To use your certificate with your Elastic Beanstalk environment's load balancer, upload the certificate and private key to Amazon Identity and Access Management (IAM). You can use a certificate stored in IAM with Elastic Load Balancing load balancers and Amazon CloudFront distributions.

Note

Amazon Certificate Manager (ACM) is the preferred tool to provision, manage, and deploy your server certificates. For more information about requesting an ACM certificate, see Request a Certificate in the Amazon Certificate Manager User Guide. For more information about importing third-party certificates into ACM, see Importing Certificates in the Amazon Certificate Manager User Guide. Use IAM to upload a certificate only if ACM is not available in your Amazon Region.
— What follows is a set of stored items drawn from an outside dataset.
//! Server dependencies - the wired object graph of the deployer.
//!
//! Stores write through a shared [`EventBus`]; the job scheduler subscribes to
//! it once the handlers, which need the stores, exist.

use std::sync::Arc;

use anyhow::{Context, Result};
use relay::{
    EventBus, HandlerRegistry, InMemoryJobQueue, JobScheduler, JobWorker, JobWorkerConfig,
    RetryPolicy,
};
use sqlx::SqlitePool;
use tracing::info;

use crate::config::Config;
use crate::domains::deployment::actions::{CleanupAppAction, DeployAction, DeploymentRunner};
use crate::domains::deployment::artifact::{ArtifactManager, LocalArtifactManager};
use crate::domains::deployment::data::{AppsStore, DeploymentsStore};
use crate::domains::deployment::jobs::{
    CleanupAppHandler, DeployHandler, CLEANUP_APP_JOB, DEPLOY_JOB,
};
use crate::kernel::{db, writer::AggregateWriter};

// =============================================================================
// ServerDeps
// =============================================================================

#[derive(Clone)]
pub struct ServerDeps {
    pub db_pool: SqlitePool,
    pub bus: Arc<EventBus>,
    pub apps: AppsStore,
    pub deployments: DeploymentsStore,
    pub artifacts: Arc<dyn ArtifactManager>,
    /// Handlers in claim order
    pub registry: Arc<HandlerRegistry>,
    pub queue: Arc<InMemoryJobQueue>,
    /// Not started; call `worker.clone().run(shutdown)`
    pub worker: JobWorker,
}

impl ServerDeps {
    /// Connect to the configured database, migrate it, and wire everything.
    pub async fn build(config: &Config, runner: Arc<dyn DeploymentRunner>) -> Result<Self> {
        tokio::fs::create_dir_all(&config.data_dir)
            .await
            .with_context(|| format!("Failed to create data directory {}", config.data_dir.display()))?;

        info!(database_url = %config.database_url, "connecting to database");
        let pool = db::connect(&config.database_url).await?;
        db::migrate(&pool).await?;
        info!("migrations complete");

        Ok(Self::from_pool(pool, config, runner).await)
    }

    /// Wire everything on top of an already migrated pool.
    pub async fn from_pool(
        db_pool: SqlitePool,
        config: &Config,
        runner: Arc<dyn DeploymentRunner>,
    ) -> Self {
        let bus = Arc::new(EventBus::new());
        let writer = AggregateWriter::new(db_pool.clone(), bus.clone());
        let apps = AppsStore::new(writer.clone());
        let deployments = DeploymentsStore::new(writer);

        let artifacts: Arc<dyn ArtifactManager> = Arc::new(LocalArtifactManager::new(
            &config.data_dir,
            tracing::info_span!("artifacts"),
        ));

        let deploy = DeployAction::new(deployments.clone(), artifacts.clone(), runner);
        let cleanup = CleanupAppAction::new(apps.clone(), artifacts.clone());

        let mut registry = HandlerRegistry::new();
        registry
            .register(DeployHandler::new(
                tracing::info_span!("job", kind = DEPLOY_JOB),
                Arc::new(deploy),
            ))
            .register(CleanupAppHandler::new(
                tracing::info_span!("job", kind = CLEANUP_APP_JOB),
                Arc::new(cleanup),
            ));
        let registry = Arc::new(registry);

        let queue = Arc::new(InMemoryJobQueue::with_retry_policy(RetryPolicy {
            max_attempts: config.job_max_attempts,
            base_delay: config.job_retry_base_delay,
            ..Default::default()
        }));

        bus.subscribe(Arc::new(JobScheduler::new(registry.clone(), queue.clone())))
            .await;

        let worker = JobWorker::with_config(
            queue.clone(),
            registry.clone(),
            JobWorkerConfig {
                concurrency: config.worker_concurrency,
                poll_interval: config.worker_poll_interval,
                job_timeout: config.job_timeout,
                stop_grace: config.job_stop_grace,
                ..Default::default()
            },
        );

        Self {
            db_pool,
            bus,
            apps,
            deployments,
            artifacts,
            registry,
            queue,
            worker,
        }
    }
}
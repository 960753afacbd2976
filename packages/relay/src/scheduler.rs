//! Producer side of the job subsystem: committed events become queued jobs.

use std::sync::Arc;

use async_trait::async_trait;
use tracing::debug;

use crate::bus::Dispatcher;
use crate::core::Event;
use crate::error::DispatchError;
use crate::job::HandlerRegistry;
use crate::queue::{EnqueueResult, JobQueue};

/// Subscriber offering every dispatched event to the handler registry and
/// enqueueing whatever the claiming handler prepares.
///
/// Preparing is synchronous and runs on the dispatching task. Dispatching the
/// same committed event twice yields the same data and dedupe key, so at most
/// one pending job results.
pub struct JobScheduler {
    registry: Arc<HandlerRegistry>,
    queue: Arc<dyn JobQueue>,
}

impl JobScheduler {
    pub fn new(registry: Arc<HandlerRegistry>, queue: Arc<dyn JobQueue>) -> Self {
        Self { registry, queue }
    }

    /// Prepare and enqueue a job from `event`, if a handler claims it.
    pub async fn schedule(&self, event: &dyn Event) -> Result<Option<EnqueueResult>, DispatchError> {
        let prepared = self
            .registry
            .prepare(event.payload())
            .map_err(|source| DispatchError::Prepare {
                event: event.name(),
                source,
            })?;

        let Some(prepared) = prepared else {
            return Ok(None);
        };

        let result = self
            .queue
            .enqueue(prepared)
            .await
            .map_err(|source| DispatchError::Enqueue {
                event: event.name(),
                source,
            })?;

        debug!(
            event = event.name(),
            job_id = %result.job_id(),
            created = result.is_created(),
            "job scheduled from event"
        );

        Ok(Some(result))
    }
}

#[async_trait]
impl Dispatcher for JobScheduler {
    async fn dispatch(&self, event: &dyn Event) -> Result<(), DispatchError> {
        self.schedule(event).await.map(|_| ())
    }
}

impl std::fmt::Debug for JobScheduler {
    fn fmt(&self, f: &mut std::fmt::Formatter<'_>) -> std::fmt::Result {
        f.debug_struct("JobScheduler")
            .field("registry", &self.registry)
            .finish_non_exhaustive()
    }
}
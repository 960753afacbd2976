//! Error types for the deployment domain.
//!
//! Three layers, mirroring who owns the failure:
//! - [`AppError`] - domain rejections, raised by aggregates before any event is recorded
//! - [`StoreError`] - persistence and post-commit dispatch failures
//! - [`CommandError`] - what a command returns to its caller (usually a job handler)

use relay::DispatchError;
use thiserror::Error;

use crate::common::TargetId;

/// A domain rule refused the operation.
#[derive(Debug, Clone, PartialEq, Eq, Error)]
pub enum AppError {
    #[error("invalid app name {0:?}: use lowercase letters, digits and inner hyphens")]
    InvalidName(String),

    #[error("app name is already taken on target {target}")]
    NameAlreadyTaken { target: TargetId },

    #[error("target {target} does not exist or is being cleaned up")]
    TargetNotFound { target: TargetId },

    #[error("an environment configuration is required")]
    ConfigRequired,

    #[error("app cleanup has been requested")]
    CleanupRequested,

    #[error("app cleanup has not been requested")]
    CleanupNotRequested,

    #[error("deployment has already started")]
    DeploymentAlreadyStarted,

    #[error("deployment is not running")]
    DeploymentNotRunning,

    #[error("deployment failed: {0}")]
    DeploymentFailed(String),
}

/// Persistence failure.
#[derive(Debug, Error)]
pub enum StoreError {
    #[error("{entity} not found")]
    NotFound { entity: &'static str },

    #[error("database error: {0}")]
    Database(#[from] sqlx::Error),

    /// The transaction committed but some events never reached subscribers.
    ///
    /// The persisted state is correct. Re-dispatching is safe: preparing a job
    /// is pure and dedupe keys coalesce duplicates.
    #[error("committed but {pending} event(s) undispatched after {dispatched}: {source}")]
    Undispatched {
        /// Events handed to subscribers before the failure.
        dispatched: usize,
        /// Events never handed over, the failing one included.
        pending: usize,
        #[source]
        source: DispatchError,
    },
}

impl StoreError {
    pub fn is_not_found(&self) -> bool {
        matches!(self, StoreError::NotFound { .. })
    }
}

/// Failure of a domain command.
#[derive(Debug, Error)]
pub enum CommandError {
    #[error(transparent)]
    Rejected(#[from] AppError),

    #[error(transparent)]
    Store(#[from] StoreError),

    #[error("artifact error: {0}")]
    Artifact(#[source] anyhow::Error),

    #[error("command cancelled")]
    Cancelled,
}

impl CommandError {
    /// Whether the failure comes from infrastructure and may go away on retry.
    ///
    /// Rejections and missing rows are business outcomes: retrying would
    /// reach the same verdict.
    pub fn is_infra(&self) -> bool {
        match self {
            CommandError::Rejected(_) | CommandError::Cancelled => false,
            CommandError::Store(e) => !e.is_not_found(),
            CommandError::Artifact(_) => true,
        }
    }
}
You can use the Amazon Command Line Interface (Amazon CLI) to upload your certificate. The following command uploads a self-signed certificate named https-cert.crt with a private key named private-key.pem:

$ aws iam upload-server-certificate --server-certificate-name elastic-beanstalk-x509 --certificate-body file://https-cert.crt --private-key file://private-key.pem { "ServerCertificateMetadata": { "ServerCertificateId": "AS5YBEIONO2Q7CAIHKNGC", "ServerCertificateName": "elastic-beanstalk-x509", "Expiration": "2017-01-31T23:06:22Z", "Path": "/", "Arn": "arn:aws-cn:iam::123456789012:server-certificate/elastic-beanstalk-x509", "UploadDate": "2016-02-01T23:10:34.167Z" } }

The file:// prefix tells the Amazon CLI to load the contents of a file in the current directory. elastic-beanstalk-x509 specifies the name to call the certificate in IAM.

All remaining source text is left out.